*** Opening MATERIAL FOR THE TASK ***

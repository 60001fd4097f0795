use clap::Args;
use serde_json::Value;
use tracing::info;

use markowitz_core::analysis;
use markowitz_core::AssetUniverse;

use crate::input;
use crate::input::config::ConfigArgs;
use crate::input::prices::CsvPriceProvider;
use crate::input::stdin::{self, AnalysisSource};
use crate::output::frontier_csv;

#[derive(Args)]
pub struct AnalyzeArgs {
    /// Wide price CSV: a `date` column followed by one column per ticker
    #[arg(long, conflicts_with = "input")]
    pub prices: Option<String>,

    /// JSON analysis request ({ "prices": {...}, "config": {...} }).
    /// Without --prices or --input, stdin may carry either form.
    #[arg(long)]
    pub input: Option<String>,

    /// Comma-separated tickers to analyse, in order (default: every column)
    #[arg(long)]
    pub tickers: Option<String>,

    #[command(flatten)]
    pub settings: ConfigArgs,

    /// Also write the sampled frontier to this CSV file
    #[arg(long)]
    pub frontier_csv: Option<String>,
}

pub fn run_analyze(args: AnalyzeArgs) -> Result<Value, Box<dyn std::error::Error>> {
    let tickers = args.tickers.as_deref().map(AssetUniverse::parse).transpose()?;

    let source = if let Some(ref path) = args.prices {
        AnalysisSource::Prices(CsvPriceProvider::from_path(path)?)
    } else if let Some(ref path) = args.input {
        AnalysisSource::Request(Box::new(input::file::read_json(path)?))
    } else if let Some(text) = stdin::read_piped()? {
        stdin::parse_analysis(&text)?
    } else {
        return Err("--prices <file.csv>, --input <file.json> or stdin required for analysis".into());
    };

    let result = match source {
        AnalysisSource::Prices(provider) => {
            let universe = tickers.unwrap_or_else(|| provider.universe().clone());
            let config = args.settings.resolve(Default::default())?;
            info!(assets = universe.len(), "analysing price table");
            analysis::analyze_with_provider(&provider, &universe, &config)?
        }
        AnalysisSource::Request(request) => {
            let mut request = *request;
            request.config = args.settings.resolve(request.config)?;
            if tickers.is_some() {
                request.tickers = tickers;
            }
            analysis::run_analysis(&request)?
        }
    };

    if let Some(ref path) = args.frontier_csv {
        let names: Vec<String> = result.result.assets.iter().map(|a| a.ticker.clone()).collect();
        frontier_csv::write_frontier_csv(path, &names, &result.result.frontier)?;
    }

    Ok(serde_json::to_value(result)?)
}
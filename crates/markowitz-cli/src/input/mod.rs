pub mod config;
pub mod file;
pub mod prices;
pub mod stdin;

*** Closing MATERIAL FOR THE TASK ***

• _PROBLEM DESCRIPTION_
Return the entries in full, keeping every line exactly as it is.

• _ANSWER BELOW_
repository 60001fd4097f0795
use clap::Args;
use serde_json::Value;
use tracing::info;

use markowitz_core::analysis;
use markowitz_core::AssetUniverse;

use crate::input;
use crate::input::config::ConfigArgs;
use crate::input::prices::CsvPriceProvider;
use crate::input::stdin::{self, AnalysisSource};
use crate::output::frontier_csv;

#[derive(Args)]
pub struct AnalyzeArgs {
    /// Wide price CSV: a `date` column followed by one column per ticker
    #[arg(long, conflicts_with = "input")]
    pub prices: Option<String>,

    /// JSON analysis request ({ "prices": {...}, "config": {...} }).
    /// Without --prices or --input, stdin may carry either form.
    #[arg(long)]
    pub input: Option<String>,

    /// Comma-separated tickers to analyse, in order (default: every column)
    #[arg(long)]
    pub tickers: Option<String>,

    #[command(flatten)]
    pub settings: ConfigArgs,

    /// Also write the sampled frontier to this CSV file
    #[arg(long)]
    pub frontier_csv: Option<String>,
}

pub fn run_analyze(args: AnalyzeArgs) -> Result<Value, Box<dyn std::error::Error>> {
    let tickers = args.tickers.as_deref().map(AssetUniverse::parse).transpose()?;

    let source = if let Some(ref path) = args.prices {
        AnalysisSource::Prices(CsvPriceProvider::from_path(path)?)
    } else if let Some(ref path) = args.input {
        AnalysisSource::Request(Box::new(input::file::read_json(path)?))
    } else if let Some(text) = stdin::read_piped()? {
        stdin::parse_analysis(&text)?
    } else {
        return Err("--prices <file.csv>, --input <file.json> or stdin required for analysis".into());
    };

    let result = match source {
        AnalysisSource::Prices(provider) => {
            let universe = tickers.unwrap_or_else(|| provider.universe().clone());
            let config = args.settings.resolve(Default::default())?;
            info!(assets = universe.len(), "analysing price table");
            analysis::analyze_with_provider(&provider, &universe, &config)?
        }
        AnalysisSource::Request(request) => {
            let mut request = *request;
            request.config = args.settings.resolve(request.config)?;
            if tickers.is_some() {
                request.tickers = tickers;
            }
            analysis::run_analysis(&request)?
        }
    };

    if let Some(ref path) = args.frontier_csv {
        let names: Vec<String> = result.result.assets.iter().map(|a| a.ticker.clone()).collect();
        frontier_csv::write_frontier_csv(path, &names, &result.result.frontier)?;
    }

    Ok(serde_json::to_value(result)?)
}
filename crates/markowitz-cli/src/input/mod.rs
pub mod config;
pub mod file;
pub mod prices;
pub mod stdin;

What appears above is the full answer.